# Do you like not setting up a profile picture for DoorDash like Uber and Grubhub?



## Chrisskates808 (Jun 17, 2021)

I don’t mind either way but it’s nice for privacy reason


----------



## Ms. Mercenary (Jul 24, 2020)

I’d rather not. I don’t photograph as well as I used to. My mug needs major Photoshop to just not scare people. But then I look nothing like me.


----------



## Seamus (Jun 21, 2018)

Makes no difference to me.

This thread could get much more interesting if everyone just uploaded a picture of themselves right here so DD doesn't ever have to even request one!


----------



## Ms.
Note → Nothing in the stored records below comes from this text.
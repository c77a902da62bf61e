#![allow(dead_code)]

use async_trait::async_trait;
use std::collections::HashMap;
use std::sync::Mutex;
use std::time::Duration;

use docket_core::engine::{BackendError, ExecutionBackend, ExecutionRequest};

/// What the scripted backend does for a given piece of code.
#[derive(Debug, Clone)]
pub enum Reply {
    Output(String),
    Compile(String),
    Runtime(String),
    Hang,
}

/// Backend answering from a table keyed by example code.
///
/// Unknown code echoes back as its own output. Every call is recorded as a
/// `start <id>` event, and every completed call as `end <id>`.
#[derive(Default)]
pub struct ScriptedBackend {
    replies: HashMap<String, Reply>,
    events: Mutex<Vec<String>>,
}

impl ScriptedBackend {
    pub fn new() -> Self {
        Self::default()
    }

    pub fn reply(mut self, code: &str, reply: Reply) -> Self {
        self.replies.insert(code.to_string(), reply);
        self
    }

    pub fn output(self, code: &str, output: &str) -> Self {
        self.reply(code, Reply::Output(output.to_string()))
    }

    pub fn events(&self) -> Vec<String> {
        self.events.lock().map(|e| e.clone()).unwrap_or_default()
    }

    /// Test ids in the order they reached the backend.
    pub fn calls(&self) -> Vec<String> {
        self.events()
            .iter()
            .filter_map(|e| e.strip_prefix("start ").map(str::to_string))
            .collect()
    }

    fn record(&self, event: String) {
        if let Ok(mut events) = self.events.lock() {
            events.push(event);
        }
    }
}

#[async_trait]
impl ExecutionBackend for ScriptedBackend {
    async fn execute(&self, request: &ExecutionRequest) -> Result<String, BackendError> {
        self.record(format!("start {}", request.test_id));
        tokio::task::yield_now().await;

        let reply = match self.replies.get(&request.code) {
            Some(Reply::Output(out)) => Ok(out.clone()),
            Some(Reply::Compile(msg)) => Err(BackendError::Compile(msg.clone())),
            Some(Reply::Runtime(msg)) => Err(BackendError::Runtime(msg.clone())),
            Some(Reply::Hang) => {
                tokio::time::sleep(Duration::from_secs(3600)).await;
                Ok(String::new())
            }
            None => Ok(request.code.clone()),
        };

        self.record(format!("end {}", request.test_id));
        reply
    }

    fn name(&self) -> &'static str {
        "scripted"
    }
}

/// Two source units used across the suites.
pub const MATH_CPP: &str = "#include \"math.hpp\"

int add(int a, int b);
/// >>> add(2, 3)
/// 5

int sub(int a, int b);
/// >>> sub(5, 3)
/// 2
/// >>> sub(1, 1)
/// 0

int mul(int a, int b);
";

pub const UTIL_CPP: &str = "namespace util {

int twice(int x);
/// >>> twice(4)
/// 8

}
";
Mercenary (Jul 24, 2020)

Seamus said:


> Makes no difference to me.
> 
> This thread could get much more interesting if everyone just uploaded a picture of themselves right here so DD doesn't ever have to even request one!


I consider this a personal attack.


----------



## W00dbutcher (Jan 14, 2019)




----------



## Hexonxonx (Dec 11, 2019)

Seamus said:


> Makes no difference to me.
> 
> This thread could get much more interesting if everyone just uploaded a picture of themselves right here so DD doesn't ever have to even request one!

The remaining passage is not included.